— Data records —
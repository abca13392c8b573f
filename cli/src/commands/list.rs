//! List command - one-shot scan of the connection table.

use anyhow::Result;
use portmon_core::{
    filter_records, parse_snapshot, sort_records, NetstatSnapshot, Protocol, SnapshotGrammar,
    SnapshotProvider, SortDirection, SortField,
};

use crate::table;

pub async fn run(
    ports: Option<String>,
    all: bool,
    sort: Option<String>,
    desc: bool,
    json: bool,
) -> Result<()> {
    let (_store, filter) = super::load_filter(ports.as_deref(), all).await?;

    let provider = NetstatSnapshot::new();
    let raw = provider.fetch(Protocol::Tcp).await?;
    let records = parse_snapshot(&raw, &SnapshotGrammar::for_host(), Some(Protocol::Tcp));

    let mut view = filter_records(&records, &filter);
    if let Some(token) = sort {
        let field = parse_sort(&token)?;
        let direction = if desc {
            SortDirection::Descending
        } else {
            SortDirection::Ascending
        };
        view = sort_records(&view, field, direction);
    }

    if json {
        println!("{}", serde_json::to_string_pretty(&view)?);
        return Ok(());
    }

    if view.is_empty() {
        println!("No matching connections.");
        return Ok(());
    }

    table::print_records(&view);
    println!("\nTotal: {} connections", view.len());
    Ok(())
}

fn parse_sort(token: &str) -> Result<SortField> {
    match token.to_ascii_lowercase().as_str() {
        "protocol" | "proto" => Ok(SortField::Protocol),
        "address" | "local" => Ok(SortField::LocalAddress),
        "port" => Ok(SortField::LocalPort),
        "state" => Ok(SortField::State),
        "owner" | "pid" => Ok(SortField::Owner),
        "process" | "name" => Ok(SortField::ProcessName),
        other => anyhow::bail!("unknown sort column: {}", other),
    }
}
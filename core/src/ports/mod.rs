//! Ports layer - Trait definitions (interfaces).
//!
//! This module defines the interfaces the engine uses to interact with
//! external systems. Implementations live in `adapters`; the display side is
//! implemented by whichever UI consumes the engine.

mod kill;
mod sink;
mod snapshot;

pub use kill::KillProvider;
pub use sink::DisplaySink;
pub use snapshot::SnapshotProvider;
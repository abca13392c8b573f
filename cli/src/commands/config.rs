//! Config command - show the persisted filter settings.

use anyhow::Result;
use portmon_core::{Settings, SettingsStore};

pub async fn show(json: bool) -> Result<()> {
    let store = SettingsStore::new()?;
    let filter = store.load_or_init().await;

    if json {
        println!("{}", serde_json::to_string_pretty(&Settings::from(&filter))?);
        return Ok(());
    }

    println!("Settings file: {}", store.path().display());
    if filter.ports.is_empty() {
        println!("Ports: (no restriction)");
    } else {
        println!("Ports: {}", filter.port_list());
    }
    println!("Listening only: {}", filter.listening_only);
    Ok(())
}
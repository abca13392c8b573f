//! Snapshot parsing with platform-specific column grammars.
//!
//! A snapshot is one raw netstat-style listing of the OS connection table.
//! The column layout differs per platform, so the parser is driven by a
//! [`SnapshotGrammar`] describing header prefixes and field positions instead
//! of hardcoded offsets. The parser itself never fails: lines it cannot make
//! sense of are dropped and the rest of the snapshot still parses.

use regex::Regex;

use crate::domain::{ConnState, ConnectionRecord, Protocol};

/// Column layout of one snapshot format.
///
/// Two grammars ship: [`SnapshotGrammar::windows`] for `netstat -ano` output
/// and [`SnapshotGrammar::unix`] for Linux `netstat -anp` output. Further
/// format variants only need a new grammar, not parser changes.
#[derive(Debug, Clone)]
pub struct SnapshotGrammar {
    /// Prefixes of banner/header lines emitted by the OS tool.
    header_prefixes: &'static [&'static str],
    protocol_col: usize,
    local_col: usize,
    state_col: usize,
    owner_col: usize,
    /// Splits combined owner tokens such as "1234/nginx" into pid and name.
    owner_pattern: Option<Regex>,
}

impl SnapshotGrammar {
    /// Grammar for Windows `netstat -ano -p tcp` output:
    ///
    /// ```text
    ///   Proto  Local Address          Foreign Address        State           PID
    ///   TCP    0.0.0.0:135            0.0.0.0:0              LISTENING       1020
    /// ```
    pub fn windows() -> Self {
        Self {
            header_prefixes: &["Active Connections", "Proto"],
            protocol_col: 0,
            local_col: 1,
            state_col: 3,
            owner_col: 4,
            owner_pattern: None,
        }
    }

    /// Grammar for Linux `netstat -antp` output:
    ///
    /// ```text
    /// Active Internet connections (servers and established)
    /// Proto Recv-Q Send-Q Local Address    Foreign Address  State   PID/Program name
    /// tcp        0      0 0.0.0.0:22       0.0.0.0:*        LISTEN  912/sshd
    /// ```
    pub fn unix() -> Self {
        Self {
            header_prefixes: &["Active Internet connections", "Proto"],
            protocol_col: 0,
            local_col: 3,
            state_col: 5,
            owner_col: 6,
            owner_pattern: Some(Regex::new(r"^(\d+)/(.+)$").unwrap()),
        }
    }

    /// The grammar matching the compiled platform's netstat flavor.
    pub fn for_host() -> Self {
        #[cfg(windows)]
        {
            Self::windows()
        }
        #[cfg(not(windows))]
        {
            Self::unix()
        }
    }

    fn is_header(&self, line: &str) -> bool {
        self.header_prefixes
            .iter()
            .any(|prefix| line.starts_with(prefix))
    }

    /// Parse one whitespace-split line into a record.
    ///
    /// A row must carry the full column layout, with one tolerated exception:
    /// connectionless protocols print no state column, so a row exactly one
    /// field short parses with an absent state and the owner shifted into the
    /// state column's position. Any other field-count mismatch drops the line.
    fn parse_fields(&self, fields: &[&str]) -> Option<ConnectionRecord> {
        let protocol = Protocol::parse(fields.get(self.protocol_col)?)?;
        let local_address = *fields.get(self.local_col)?;
        let local_port = port_of(local_address)?;

        let full = self.owner_col + 1;
        let (state, owner_token) = if fields.len() >= full {
            (
                Some(ConnState::parse(fields[self.state_col])),
                fields.get(self.owner_col).copied(),
            )
        } else if protocol.is_connectionless() && fields.len() == full - 1 {
            (None, fields.get(self.state_col).copied())
        } else {
            return None;
        };

        let (owner, process_name) = match owner_token {
            Some(token) => self.split_owner(token),
            None => (None, None),
        };

        Some(ConnectionRecord::new(
            protocol,
            local_address,
            local_port,
            state,
            owner,
            process_name,
        ))
    }

    /// A "-" owner means the OS would not disclose the process; combined
    /// "pid/program" tokens split into both parts.
    fn split_owner(&self, token: &str) -> (Option<String>, Option<String>) {
        if token == "-" {
            return (None, None);
        }
        if let Some(pattern) = &self.owner_pattern {
            if let Some(caps) = pattern.captures(token) {
                return (Some(caps[1].to_string()), Some(caps[2].to_string()));
            }
        }
        (Some(token.to_string()), None)
    }
}

impl Default for SnapshotGrammar {
    fn default() -> Self {
        Self::for_host()
    }
}

/// Port is the substring after the LAST ':' so IPv6 hosts parse correctly.
fn port_of(address: &str) -> Option<u16> {
    let (_, port) = address.rsplit_once(':')?;
    port.parse().ok()
}

/// Parse a raw snapshot into records, preserving source line order.
///
/// Blank lines, header lines and malformed lines are dropped, never fatal.
/// When `protocol_filter` is set, rows of other protocols are dropped too.
pub fn parse_snapshot(
    raw: &str,
    grammar: &SnapshotGrammar,
    protocol_filter: Option<Protocol>,
) -> Vec<ConnectionRecord> {
    let mut records = Vec::new();

    for line in raw.lines() {
        let line = line.trim();
        if line.is_empty() || grammar.is_header(line) {
            continue;
        }

        let fields: Vec<&str> = line.split_whitespace().collect();
        let Some(record) = grammar.parse_fields(&fields) else {
            continue;
        };

        if let Some(wanted) = protocol_filter {
            if record.protocol != wanted {
                continue;
            }
        }

        records.push(record);
    }

    records
}

// ============================================================================
// Tests
// ============================================================================

#[cfg(test)]
mod tests {
    use super::*;

    const WINDOWS_SNAPSHOT: &str = "\
Active Connections

  Proto  Local Address          Foreign Address        State           PID
  TCP    0.0.0.0:135            0.0.0.0:0              LISTENING       1020
  TCP    127.0.0.1:4200         0.0.0.0:0              LISTENING       1234
  TCP    10.0.0.5:50311         142.250.74.14:443      ESTABLISHED     7788
  TCP    [::]:445               [::]:0                 LISTENING       4
";

    #[test]
    fn test_one_record_per_data_line_in_order() {
        let records = parse_snapshot(WINDOWS_SNAPSHOT, &SnapshotGrammar::windows(), None);
        assert_eq!(records.len(), 4);

        let ports: Vec<u16> = records.iter().map(|r| r.local_port).collect();
        assert_eq!(ports, vec![135, 4200, 50311, 445]);
    }

    #[test]
    fn test_scenario_fields() {
        let raw = "Proto  Local Address  Foreign Address  State  PID\n\
                   TCP  0.0.0.0:4200  0.0.0.0:0  LISTENING  1234\n";
        let records = parse_snapshot(raw, &SnapshotGrammar::windows(), Some(Protocol::Tcp));
        assert_eq!(records.len(), 1);

        let record = &records[0];
        assert_eq!(record.protocol, Protocol::Tcp);
        assert_eq!(record.local_address, "0.0.0.0:4200");
        assert_eq!(record.local_port, 4200);
        assert_eq!(record.state, Some(ConnState::Listening));
        assert_eq!(record.owner.as_deref(), Some("1234"));
    }

    #[test]
    fn test_malformed_lines_skipped_without_disturbing_neighbors() {
        let raw = "\
  TCP    0.0.0.0:80             0.0.0.0:0              LISTENING       1
  TCP    garbage
  nonsense line with words
  TCP    0.0.0.0:443            0.0.0.0:0              LISTENING       2
";
        let records = parse_snapshot(raw, &SnapshotGrammar::windows(), None);
        assert_eq!(records.len(), 2);
        assert_eq!(records[0].local_port, 80);
        assert_eq!(records[1].local_port, 443);
    }

    #[test]
    fn test_unparsable_port_skips_line() {
        let raw = "  TCP    0.0.0.0:http    0.0.0.0:0    LISTENING    1\n";
        assert!(parse_snapshot(raw, &SnapshotGrammar::windows(), None).is_empty());
    }

    #[test]
    fn test_ipv6_port_is_after_last_colon() {
        let records = parse_snapshot(WINDOWS_SNAPSHOT, &SnapshotGrammar::windows(), None);
        let v6 = records.iter().find(|r| r.local_address == "[::]:445").unwrap();
        assert_eq!(v6.local_port, 445);
    }

    #[test]
    fn test_stateless_row_shifts_owner_column() {
        let raw = "  UDP    0.0.0.0:5353           *:*                    5600\n";
        let records = parse_snapshot(raw, &SnapshotGrammar::windows(), None);
        assert_eq!(records.len(), 1);
        assert_eq!(records[0].protocol, Protocol::Udp);
        assert_eq!(records[0].state, None);
        assert_eq!(records[0].owner.as_deref(), Some("5600"));
    }

    #[test]
    fn test_short_tcp_row_is_dropped_not_shifted() {
        let raw = "  TCP    0.0.0.0:80             0.0.0.0:0              1020\n";
        assert!(parse_snapshot(raw, &SnapshotGrammar::windows(), None).is_empty());
    }

    #[test]
    fn test_protocol_filter() {
        let raw = "\
  TCP    0.0.0.0:80             0.0.0.0:0              LISTENING       1
  UDP    0.0.0.0:53             *:*                    2
";
        let records = parse_snapshot(raw, &SnapshotGrammar::windows(), Some(Protocol::Tcp));
        assert_eq!(records.len(), 1);
        assert_eq!(records[0].protocol, Protocol::Tcp);
    }

    #[test]
    fn test_unix_grammar() {
        let raw = "\
Active Internet connections (servers and established)
Proto Recv-Q Send-Q Local Address           Foreign Address         State       PID/Program name
tcp        0      0 0.0.0.0:22              0.0.0.0:*               LISTEN      912/sshd
tcp6       0      0 :::80                   :::*                    LISTEN      -
udp        0      0 0.0.0.0:68              0.0.0.0:*                           612/dhclient
";
        let records = parse_snapshot(raw, &SnapshotGrammar::unix(), None);
        assert_eq!(records.len(), 3);

        assert_eq!(records[0].local_port, 22);
        assert_eq!(records[0].state, Some(ConnState::Listening));
        assert_eq!(records[0].owner.as_deref(), Some("912"));
        assert_eq!(records[0].process_name.as_deref(), Some("sshd"));

        // Undisclosed owner is absent, not "-".
        assert_eq!(records[1].local_port, 80);
        assert_eq!(records[1].owner, None);
        assert_eq!(records[1].process_name, None);

        // Stateless udp row, one column short.
        assert_eq!(records[2].protocol, Protocol::Udp);
        assert_eq!(records[2].state, None);
        assert_eq!(records[2].owner.as_deref(), Some("612"));
        assert_eq!(records[2].process_name.as_deref(), Some("dhclient"));
    }

    #[test]
    fn test_crlf_line_endings() {
        let raw = "Proto  Local Address  Foreign Address  State  PID\r\n\
                   TCP  0.0.0.0:4200  0.0.0.0:0  LISTENING  1234\r\n";
        let records = parse_snapshot(raw, &SnapshotGrammar::windows(), None);
        assert_eq!(records.len(), 1);
        assert_eq!(records[0].owner.as_deref(), Some("1234"));
    }

    #[test]
    fn test_parse_then_filter_end_to_end() {
        use crate::domain::FilterConfig;

        let raw = "Proto  Local Address  Foreign Address  State  PID\n\
                   TCP  0.0.0.0:4200  0.0.0.0:0  LISTENING  1234\n";
        let records = parse_snapshot(raw, &SnapshotGrammar::windows(), Some(Protocol::Tcp));

        let matching = FilterConfig::new(vec![4200], true);
        let hits: Vec<_> = records.iter().filter(|r| matching.passes(r)).collect();
        assert_eq!(hits.len(), 1);
        assert_eq!(hits[0].local_port, 4200);
        assert_eq!(hits[0].state, Some(ConnState::Listening));
        assert_eq!(hits[0].owner.as_deref(), Some("1234"));

        let other_port = FilterConfig::new(vec![9999], true);
        assert!(records.iter().all(|r| !other_port.passes(r)));
    }

    #[test]
    fn test_blank_lines_ignored() {
        let raw = "\n   \n  TCP    0.0.0.0:80    0.0.0.0:0    LISTENING    9\n\n";
        let records = parse_snapshot(raw, &SnapshotGrammar::windows(), None);
        assert_eq!(records.len(), 1);
    }
}
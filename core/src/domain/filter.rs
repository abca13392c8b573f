//! Filter configuration and the record predicate.

use serde::{Deserialize, Serialize};

use super::record::ConnectionRecord;

/// Port set applied when no settings file exists yet.
pub const DEFAULT_PORTS: [u16; 4] = [4200, 8080, 8765, 2910];

/// Operator-controlled filter criteria for the record set.
///
/// Lives for the session; the port set is persisted through the settings
/// store whenever it changes.
#[derive(Debug, Clone, PartialEq, Eq, Serialize, Deserialize)]
pub struct FilterConfig {
    /// Ports to restrict the view to. Empty means no port restriction.
    pub ports: Vec<u16>,
    /// Only show endpoints in a passive/listening state.
    pub listening_only: bool,
}

impl Default for FilterConfig {
    fn default() -> Self {
        Self {
            ports: DEFAULT_PORTS.to_vec(),
            listening_only: true,
        }
    }
}

impl FilterConfig {
    /// Create a filter, deduplicating the port set while preserving order.
    pub fn new(ports: Vec<u16>, listening_only: bool) -> Self {
        let mut distinct = Vec::with_capacity(ports.len());
        for port in ports {
            if !distinct.contains(&port) {
                distinct.push(port);
            }
        }
        Self {
            ports: distinct,
            listening_only,
        }
    }

    /// Build a filter from a comma-separated port list.
    pub fn from_port_list(list: &str, listening_only: bool) -> Self {
        Self::new(parse_port_list(list), listening_only)
    }

    /// The port set as a comma-separated string (the persisted shape).
    pub fn port_list(&self) -> String {
        self.ports
            .iter()
            .map(u16::to_string)
            .collect::<Vec<_>>()
            .join(",")
    }

    /// Whether a record passes the active filter. Pure predicate.
    ///
    /// Under `listening_only`, records with no state concept (connectionless
    /// protocols) are rejected along with non-listening ones.
    pub fn passes(&self, record: &ConnectionRecord) -> bool {
        if self.listening_only && !record.is_listening() {
            return false;
        }
        if !self.ports.is_empty() && !self.ports.contains(&record.local_port) {
            return false;
        }
        true
    }
}

/// Apply a filter to a record set, preserving order.
pub fn filter_records(records: &[ConnectionRecord], filter: &FilterConfig) -> Vec<ConnectionRecord> {
    records
        .iter()
        .filter(|r| filter.passes(r))
        .cloned()
        .collect()
}

/// Parse a comma-separated port list.
///
/// Tokens are trimmed; empty and non-numeric tokens are dropped. Duplicates
/// keep their first position.
pub fn parse_port_list(list: &str) -> Vec<u16> {
    let mut ports = Vec::new();
    for token in list.split(',') {
        let token = token.trim();
        if token.is_empty() {
            continue;
        }
        let Ok(port) = token.parse::<u16>() else {
            continue;
        };
        if !ports.contains(&port) {
            ports.push(port);
        }
    }
    ports
}

// ============================================================================
// Tests
// ============================================================================
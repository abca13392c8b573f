//! Portmon Core Library
//!
//! Cross-platform engine for live monitoring of the host's TCP connection
//! table. Provides functionality to:
//! - Sample the OS connection table on a polling cadence
//! - Parse raw netstat-style snapshots into typed records
//! - Filter and sort the record set for inspection
//! - Terminate the process owning a connection, by its identifier
//!
//! # Architecture
//! This library follows hexagonal architecture (ports & adapters):
//! - `domain`: Pure business logic and data models
//! - `ports`: Trait definitions (interfaces)
//! - `adapters`: External system implementations
//! - `scheduler` / `terminator`: The engine built on top of the ports
//!
//! # Platform Support
//! - Windows: Uses the `netstat` and `taskkill` commands
//! - Linux/macOS: Uses the `netstat` and `kill` commands

pub mod adapters;
pub mod config;
pub mod domain;
pub mod error;
pub mod parser;
pub mod ports;
pub mod scheduler;
pub mod terminator;

// Re-export domain types (primary API)
pub use domain::{
    compare_records, filter_records, parse_port_list, sort_records, ConnState, ConnectionRecord,
    FilterConfig, Protocol, SortDirection, SortField, DEFAULT_PORTS,
};

// Re-export other commonly used types
pub use adapters::{NetstatSnapshot, SystemKill};
pub use config::{Settings, SettingsStore};
pub use error::{Error, Result, TerminationError};
pub use parser::{parse_snapshot, SnapshotGrammar};
pub use ports::{DisplaySink, KillProvider, SnapshotProvider};
pub use scheduler::{ScanScheduler, ScanState, SchedulerOptions, DEFAULT_SCAN_INTERVAL};
pub use terminator::ProcessTerminator;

— Exercise goal —
Using the records above, report the count of lines holding "SortDirection" and nothing else.

— Solution for this exercise —
4